In this article, I critique the Demsetzian trend in copyright law and challenge some of the fundamental premises upon which the normative arguments for continued privatization and propertization of intellectual resources rest. First, I focus on the perceived benefits of internalizing externalities. I argue that externalities do not necessarily distort incentives or, more generally, the market allocation of resources. For many externalities, there is no efficiency benefit to internalization (whether internalization is accomplished by Pigouvian taxes/subsidies or property rights). In the end, the benefits of internalization must be carefully assessed rather than assumed. The view that increasing the degree of internalization through private property rights inevitably leads to increased incentives to invest in creation or distribution is not well-established in either theory or practice.

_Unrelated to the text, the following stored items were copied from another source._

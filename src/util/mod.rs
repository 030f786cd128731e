//! Shared utilities

pub mod config;
pub mod process;
pub mod sink;

pub use config::Config;
pub use process::{ProcessBuilder, ProcessResult};
pub use sink::{BufferSink, ConsoleSink, OutputSink};
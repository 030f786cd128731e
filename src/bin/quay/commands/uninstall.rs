//! `quay uninstall` command

use anyhow::Result;
use quay::ops;

use crate::cli::UninstallArgs;
use crate::commands;

pub async fn execute(args: UninstallArgs, no_color: bool) -> Result<bool> {
    let config = commands::interpreter_config(&args.env)?;
    let prefs = commands::load_prefs();
    let sink = commands::console_sink(no_color);

    let ok = ops::uninstall(&config, &args.package, args.elevate, &prefs, Some(&sink)).await?;

    Ok(ok)
}
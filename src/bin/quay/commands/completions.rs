//! `quay completions` command
//!
//! Generates shell completions for various shells.

use std::io;

use anyhow::Result;
use clap::CommandFactory;
use clap_complete::generate;

use crate::cli::{Cli, CompletionsArgs};

pub fn execute(args: CompletionsArgs) -> Result<bool> {
    let mut cmd = Cli::command();
    let name = cmd.get_name().to_string();

    generate(args.shell, &mut cmd, name, &mut io::stdout());

    Ok(true)
}
//! Error taxonomy for package operations.
//!
//! Only conditions a caller must distinguish get their own variant. A
//! process finishing with a non-zero exit code is *not* an error here:
//! operations surface it as a boolean result and a reported output line.

use std::path::PathBuf;

use thiserror::Error;

/// Result alias using the crate error type.
pub type Result<T> = std::result::Result<T, Error>;

/// Errors surfaced by package operations.
#[derive(Debug, Error)]
pub enum Error {
    /// The environment cannot launch any process (missing or corrupt
    /// interpreter). Signaled before anything is spawned.
    #[error("interpreter `{}` is not runnable", .0.display())]
    NotRunnable(PathBuf),

    /// The user declined a confirmation prompt. Distinct from a failed
    /// install: nothing was attempted.
    #[error("operation canceled")]
    Canceled,

    /// A process could not be spawned at all.
    #[error("failed to spawn `{command}`")]
    Spawn {
        command: String,
        #[source]
        source: std::io::Error,
    },

    #[error(transparent)]
    Other(#[from] anyhow::Error),
}

impl Error {
    /// Whether this error is a canceled confirmation rather than a failure.
    pub fn is_canceled(&self) -> bool {
        matches!(self, Error::Canceled)
    }
}

#[cfg(test)]
mod tests {
    use super::*;

    #[test]
    fn test_canceled_is_distinct() {
        assert!(Error::Canceled.is_canceled());
        assert!(!Error::NotRunnable(PathBuf::from("/missing/python")).is_canceled());
    }

    #[test]
    fn test_not_runnable_names_the_interpreter() {
        let err = Error::NotRunnable(PathBuf::from("/env/bin/python3"));
        assert!(err.to_string().contains("/env/bin/python3"));
    }
}
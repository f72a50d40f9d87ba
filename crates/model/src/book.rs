use serde::{Deserialize, Serialize};

use crate::{blank_to_none, Author, Entity, EntityId};

/// A book, optionally linked to its author by reference.
#[derive(Debug, Clone, Default, PartialEq, Serialize, Deserialize)]
pub struct Book {
    /// Unique identifier, assigned by the server on create
    #[serde(default, skip_serializing_if = "Option::is_none")]
    pub id: Option<EntityId>,
    #[serde(default, skip_serializing_if = "Option::is_none")]
    pub title: Option<String>,
    #[serde(default, skip_serializing_if = "Option::is_none")]
    pub price: Option<f64>,
    /// Author reference; carries at least the author id
    #[serde(default, skip_serializing_if = "Option::is_none")]
    pub author: Option<Author>,
}

impl Book {
    pub fn new(title: impl Into<String>, price: f64) -> Self {
        Self {
            id: None,
            title: Some(title.into()),
            price: Some(price),
            author: None,
        }
    }

    pub fn with_author(mut self, author_id: EntityId) -> Self {
        self.author = Some(Author::reference(author_id));
        self
    }

    pub fn author_id(&self) -> Option<EntityId> {
        self.author.as_ref().and_then(|author| author.id)
    }
}

impl Entity for Book {
    const RESOURCE: &'static str = "books";

    fn id(&self) -> Option<EntityId> {
        self.id
    }

    fn set_id(&mut self, id: EntityId) {
        self.id = Some(id);
    }

    fn clean(self) -> Self {
        Self {
            id: self.id,
            title: blank_to_none(self.title),
            price: self.price,
            author: self.author.filter(|author| author.id.is_some()),
        }
    }
}
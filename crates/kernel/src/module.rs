use async_trait::async_trait;
use axum::Router;
use bookshelf_events::EventBus;

/// Context provided to modules during initialization
pub struct InitCtx<'a> {
    pub settings: &'a crate::settings::Settings,
    pub events: &'a EventBus,
}

/// Server component owning one REST resource
#[async_trait]
pub trait Module: Sync + Send {
    /// Unique name for this module; also the resource path segment
    fn name(&self) -> &'static str;

    /// Initialize the module with the provided context
    /// Called during application startup before the server binds
    async fn init(&self, _ctx: &InitCtx<'_>) -> anyhow::Result<()> {
        Ok(())
    }

    /// Return the Axum router for this module's routes
    /// Routes will be mounted under `/api/{module_name}`
    fn routes(&self) -> Router {
        Router::new()
    }

    /// Return OpenAPI specification fragment for this module as JSON
    /// Will be merged with other modules' specs
    fn openapi(&self) -> Option<serde_json::Value> {
        None
    }

    /// Start background tasks for this module
    async fn start(&self, _ctx: &InitCtx<'_>) -> anyhow::Result<()> {
        Ok(())
    }

    /// Stop the module and clean up resources
    /// Called during application shutdown
    async fn stop(&self) -> anyhow::Result<()> {
        Ok(())
    }
}
//! Bookshelf server library
//!
//! Books and Author REST resources mounted on the bookshelf kernel.

pub mod modules;

pub use modules::register_all;
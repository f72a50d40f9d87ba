//! Failures surfaced by the gateway.

use thiserror::Error;

/// Every way a resource request can fail.
///
/// The store keeps only the rendered message (see [`serialize_error`]), so the
/// variants exist for logging and for callers using the gateway directly.
#[derive(Error, Debug)]
pub enum ClientError {
    /// Connection refused, timeout, or a body that could not be read
    #[error("network error: {0}")]
    Transport(#[from] reqwest::Error),

    /// The server answered with a 4xx/5xx status
    #[error("request failed with status code {status}: {message}")]
    Status { status: u16, message: String },

    /// The body or headers did not match the wire contract
    #[error("malformed response: {0}")]
    Malformed(String),

    /// An update or delete was requested for an entity that was never saved
    #[error("{resource} entity has no identifier")]
    MissingId { resource: &'static str },

    #[error("invalid server url '{url}': {message}")]
    InvalidUrl { url: String, message: String },
}

impl ClientError {
    pub fn malformed(message: impl Into<String>) -> Self {
        Self::Malformed(message.into())
    }

    /// HTTP status of the failed response, if the server answered at all.
    pub fn status(&self) -> Option<u16> {
        match self {
            Self::Status { status, .. } => Some(*status),
            Self::Transport(err) => err.status().map(|s| s.as_u16()),
            _ => None,
        }
    }
}

/// Collapse a failure into the plain message kept on the store.
pub fn serialize_error(err: &ClientError) -> String {
    err.to_string()
}
use anyhow::Context;
use bookshelf_client::{
    routes::{Page, Route},
    views::{Columns, View},
    Author, Book, Entity, EntityId, EntityStore, QueryParams,
};
use bookshelf_kernel::settings::{Settings, TelemetrySettings};
use clap::{Args, Parser, Subcommand};

#[derive(Parser, Debug)]
#[command(name = "bookshelf", version, about = "Browse and edit books and authors")]
struct Cli {
    /// Server base URL; defaults to `client.base_url` from the settings
    #[arg(long, global = true)]
    server: Option<String>,

    /// Log at debug level
    #[arg(short, long, global = true)]
    verbose: bool,

    #[command(subcommand)]
    command: Command,
}

#[derive(Subcommand, Debug)]
enum Command {
    /// Manage books
    Books {
        #[command(subcommand)]
        action: Action<BookFields>,
    },
    /// Manage authors
    Author {
        #[command(subcommand)]
        action: Action<AuthorFields>,
    },
    /// Render a client route such as `/books/3/edit`
    View {
        route: String,
        #[command(flatten)]
        list: ListArgs,
    },
}

#[derive(Subcommand, Debug)]
enum Action<F: Args> {
    List(ListArgs),
    Get {
        id: EntityId,
    },
    Create(F),
    /// Replace every field
    Update {
        id: EntityId,
        #[command(flatten)]
        fields: F,
    },
    /// Send only the given fields
    Patch {
        id: EntityId,
        #[command(flatten)]
        fields: F,
    },
    Delete {
        id: EntityId,
    },
}

#[derive(Args, Debug, Default)]
struct ListArgs {
    #[arg(long)]
    page: Option<u32>,
    #[arg(long)]
    size: Option<u32>,
    /// `field[,asc|desc]`; paging is ignored without it
    #[arg(long)]
    sort: Option<String>,
}

impl From<ListArgs> for QueryParams {
    fn from(args: ListArgs) -> Self {
        Self {
            page: args.page,
            size: args.size,
            sort: args.sort,
        }
    }
}

#[derive(Args, Debug)]
struct BookFields {
    #[arg(long)]
    title: Option<String>,
    #[arg(long)]
    price: Option<f64>,
    #[arg(long)]
    author_id: Option<EntityId>,
}

#[derive(Args, Debug)]
struct AuthorFields {
    #[arg(long)]
    name: Option<String>,
}

/// Command-line fields that build an entity.
trait EntityFields: Args {
    type Entity: Columns;

    fn into_entity(self, id: Option<EntityId>) -> Self::Entity;
}

impl EntityFields for BookFields {
    type Entity = Book;

    fn into_entity(self, id: Option<EntityId>) -> Book {
        let book = Book {
            id,
            title: self.title,
            price: self.price,
            author: None,
        };
        match self.author_id {
            Some(author_id) => book.with_author(author_id),
            None => book,
        }
    }
}

impl EntityFields for AuthorFields {
    type Entity = Author;

    fn into_entity(self, id: Option<EntityId>) -> Author {
        Author {
            id,
            name: self.name,
            books: None,
        }
    }
}

/// Run one entity action and render the page that shows its outcome.
async fn run<F: EntityFields>(
    client: reqwest::Client,
    server: &str,
    action: Action<F>,
) -> anyhow::Result<String> {
    let store = EntityStore::<F::Entity>::connect(client, server)?;
    let view = View::new(store);

    let (state, page) = match action {
        Action::List(args) => (view.mount(Page::List, args.into()).await, Page::List),
        Action::Get { id } => {
            let page = Page::Detail(id);
            (view.mount(page, QueryParams::default()).await, page)
        }
        Action::Create(fields) => {
            let state = view.save(fields.into_entity(None)).await;
            let page = state.entity.id().map_or(Page::New, Page::Detail);
            (state, page)
        }
        Action::Update { id, fields } => {
            (view.save(fields.into_entity(Some(id))).await, Page::Detail(id))
        }
        Action::Patch { id, fields } => (
            view.store().partial_update(fields.into_entity(Some(id))).await,
            Page::Detail(id),
        ),
        Action::Delete { id } => (view.confirm_delete(id).await, Page::List),
    };

    let rendered = view.render(page);
    match state.error_message {
        Some(message) => Err(anyhow::anyhow!("{message}")).context(rendered),
        None => Ok(rendered),
    }
}

async fn render_route(
    client: reqwest::Client,
    server: &str,
    route: &Route,
    params: QueryParams,
) -> anyhow::Result<String> {
    async fn mount<E: Columns>(
        client: reqwest::Client,
        server: &str,
        page: Page,
        params: QueryParams,
    ) -> anyhow::Result<String> {
        let view = View::new(EntityStore::<E>::connect(client, server)?);
        view.mount(page, params).await;
        Ok(view.render(page))
    }

    match route.resource.as_str() {
        r if r == Book::RESOURCE => mount::<Book>(client, server, route.page, params).await,
        r if r == Author::RESOURCE => mount::<Author>(client, server, route.page, params).await,
        other => anyhow::bail!("unknown resource '{other}'"),
    }
}

#[tokio::main]
async fn main() -> anyhow::Result<()> {
    let cli = Cli::parse();

    let settings = Settings::load().with_context(|| "failed to load bookshelf settings")?;
    let telemetry = TelemetrySettings {
        filter: if cli.verbose { "debug" } else { "warn" }.to_string(),
        ..settings.telemetry.clone()
    };
    bookshelf_telemetry::init(&telemetry)?;

    let server = cli.server.unwrap_or(settings.client.base_url);
    tracing::debug!(%server, "using bookshelf server");
    let client = reqwest::Client::new();

    let output = match cli.command {
        Command::Books { action } => run(client, &server, action).await?,
        Command::Author { action } => run(client, &server, action).await?,
        Command::View { route, list } => {
            let route: Route = route.parse()?;
            render_route(client, &server, &route, list.into()).await?
        }
    };

    print!("{output}");
    Ok(())
}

Second, I focus on the frequently invoked solution of efficient licensing and the “”logic”” that property rights should be extended “”into every corner in which people derive enjoyment and value . . . [so that] signals of consumer preference [may] trigger and direct [producers’] investments”” (Goldstein, 1994). I argue that there is a fundamental flaw in this logic that undermines the efficient licensing hypothesis. Social demand for individuals’ access to and use of copyright protected works often exceeds private demand. Purchasers’/licensees’ willingness to pay reflects only their private demand and does not take into account value that others might realize as a result of their use. As I explain, many uses of copyrighted works generate value for third-parties.
Finally, drawing from the first two points, I argue that, from a Coasean perspective, both externalities and property rights have symmetrical and reciprocal potentials to distort the market allocation of resources. A priori and devoid of context, one cannot say that the potential distortions caused by a property right, externality, or incremental change in a property right have a net positive or negative effect on social welfare.